## WHAT IS REQUIRED
Which lines in the records below hold the word "step"? Copy each of them.

**** RECORDS SHOWN

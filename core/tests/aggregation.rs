//! Population aggregation tests.

use fairisk_core::{
    aggregation::{ExposureCurve, ExposureCurveConfig, PopulationAggregator, RiskExposure},
    error::RiskError,
    types::{Period, Severity},
};

const SEVERITIES: [Severity; 4] = [Severity::Critical, Severity::High, Severity::Medium, Severity::Low];

fn period() -> Period {
    Period::new(2026, 10).unwrap()
}

/// Twenty risks with residual 1_000..=20_000 and inherent twice that.
fn population() -> Vec<RiskExposure> {
    (1..=20)
        .map(|i| RiskExposure {
            risk_id: format!("R-{i:03}"),
            severity: SEVERITIES[i % 4],
            inherent_risk: Some(2_000.0 * i as f64),
            residual_risk: Some(1_000.0 * i as f64),
        })
        .collect()
}

#[test]
fn empty_population_is_all_zero() {
    let s = PopulationAggregator::default().aggregate(&[], period()).unwrap();
    assert_eq!(s.total_count, 0);
    assert_eq!(s.critical_count + s.high_count + s.medium_count + s.low_count, 0);
    assert_eq!(s.total_inherent_risk, 0.0);
    assert_eq!(s.total_residual_risk, 0.0);
    assert_eq!(s.mean_exposure, 0.0);
    assert_eq!(s.p99_exposure, 0.0);
    assert!(s.exposure_curve.is_empty());
    assert_eq!(s.excluded_count, 0);
    assert_eq!(s.failed_count, 0);
}

#[test]
fn summary_statistics_use_nearest_lower_rank() {
    let s = PopulationAggregator::default().aggregate(&population(), period()).unwrap();

    assert_eq!(s.total_count, 20);
    assert_eq!(s.total_inherent_risk, 420_000.0);
    assert_eq!(s.total_residual_risk, 210_000.0);
    assert_eq!(s.min_exposure, 1_000.0);
    assert_eq!(s.max_exposure, 20_000.0);
    assert_eq!(s.mean_exposure, 10_500.0);
    // index floor(0.50 * 20) = 10 → 11_000
    assert_eq!(s.median_exposure, 11_000.0);
    // index floor(0.95 * 20) = 19 → 20_000
    assert_eq!(s.p95_exposure, 20_000.0);
    assert_eq!(s.p99_exposure, 20_000.0);
}

#[test]
fn severity_buckets_are_counted() {
    let s = PopulationAggregator::default().aggregate(&population(), period()).unwrap();
    assert_eq!(s.critical_count, 5);
    assert_eq!(s.high_count, 5);
    assert_eq!(s.medium_count, 5);
    assert_eq!(s.low_count, 5);
}

#[test]
fn uncalculated_and_zero_items_are_excluded_not_zero_filled() {
    let mut items = population();
    items.push(RiskExposure::uncalculated("R-missing".into(), Severity::Critical));
    items.push(RiskExposure {
        risk_id: "R-zero".into(),
        severity: Severity::High,
        inherent_risk: Some(5_000.0),
        residual_risk: Some(0.0),
    });
    items.push(RiskExposure {
        risk_id: "R-half".into(),
        severity: Severity::Low,
        inherent_risk: None,
        residual_risk: Some(7_000.0),
    });

    let s = PopulationAggregator::default().aggregate(&items, period()).unwrap();
    assert_eq!(s.total_count, 20);
    assert_eq!(s.excluded_count, 3);
    assert_eq!(s.critical_count, 5);
    assert_eq!(s.min_exposure, 1_000.0);
    assert_eq!(s.mean_exposure, 10_500.0);
}

#[test]
fn exposure_curve_keeps_first_ten_points() {
    let s = PopulationAggregator::default().aggregate(&population(), period()).unwrap();
    let points = s.exposure_curve.points();

    assert_eq!(points.len(), 10);
    assert_eq!(points[0].impact, 20_000.0);
    assert_eq!(points[0].probability, 0.05);
    assert_eq!(points[9].impact, 11_000.0);
    assert_eq!(points[9].probability, 0.5);
    for w in points.windows(2) {
        assert!(w[0].impact >= w[1].impact);
        assert!(w[0].probability < w[1].probability);
    }
}

#[test]
fn full_curve_on_request() {
    let aggregator = PopulationAggregator::new(ExposureCurveConfig { full: true, ..ExposureCurveConfig::default() });
    let s = aggregator.aggregate(&population(), period()).unwrap();
    let points = s.exposure_curve.points();
    assert_eq!(points.len(), 20);
    assert_eq!(points[19].impact, 1_000.0);
    assert_eq!(points[19].probability, 1.0);
}

#[test]
fn aggregation_is_order_independent() {
    let forward = population();
    let mut reversed = forward.clone();
    reversed.reverse();
    let mut interleaved = forward.clone();
    interleaved.sort_by_key(|r| (r.risk_id.len(), r.risk_id.chars().rev().collect::<String>()));

    let agg = PopulationAggregator::default();
    let a = agg.aggregate(&forward, period()).unwrap();
    let b = agg.aggregate(&reversed, period()).unwrap();
    let c = agg.aggregate(&interleaved, period()).unwrap();
    assert_eq!(a, b);
    assert_eq!(a, c);
}

#[test]
fn aggregation_does_not_mutate_input() {
    let items = population();
    let before = items.clone();
    PopulationAggregator::default().aggregate(&items, period()).unwrap();
    assert_eq!(items, before);
}

#[test]
fn curve_inverse_is_non_increasing_in_probability() {
    let values: Vec<f64> = [3.0, 90.0, 12.0, 12.0, 45.0, 7.0, 600.0, 1.0].to_vec();
    let curve = ExposureCurve::from_values(&values, None);

    let mut previous = f64::INFINITY;
    for step in 1..=100 {
        let p = step as f64 / 100.0;
        let impact = curve.impact_at(p).expect("full curve covers every probability");
        assert!(impact <= previous, "impact rose to {impact} at p={p}");
        previous = impact;
    }
    assert_eq!(curve.impact_at(0.01), Some(600.0));
    assert_eq!(curve.impact_at(1.0), Some(1.0));
}

#[test]
fn truncated_curve_has_no_impact_beyond_last_point() {
    let curve = ExposureCurve::from_values(&[5.0, 4.0, 3.0, 2.0], Some(2));
    assert_eq!(curve.len(), 2);
    assert_eq!(curve.impact_at(0.5), Some(4.0));
    assert_eq!(curve.impact_at(0.75), None);
}

#[test]
fn invalid_period_is_rejected() {
    let bad = Period { year: 2026, month: 13 };
    let err = PopulationAggregator::default().aggregate(&population(), bad).unwrap_err();
    assert!(matches!(err, RiskError::InvalidInput(_)), "got {err}");
    assert!(Period::new(2026, 0).is_err());
}

#[test]
fn summary_serializes_curve_as_pairs() {
    let s = PopulationAggregator::default().aggregate(&population(), period()).unwrap();
    let json = serde_json::to_value(&s).unwrap();
    assert_eq!(json["exposureCurve"][0]["impact"], 20_000.0);
    assert_eq!(json["exposureCurve"][0]["probability"], 0.05);
    assert_eq!(json["period"]["month"], 10);
    assert_eq!(json["totalCount"], 20);
}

********

## EXERCISE ANSWER
    for step in 1..=100 {
        let p = step as f64 / 100.0;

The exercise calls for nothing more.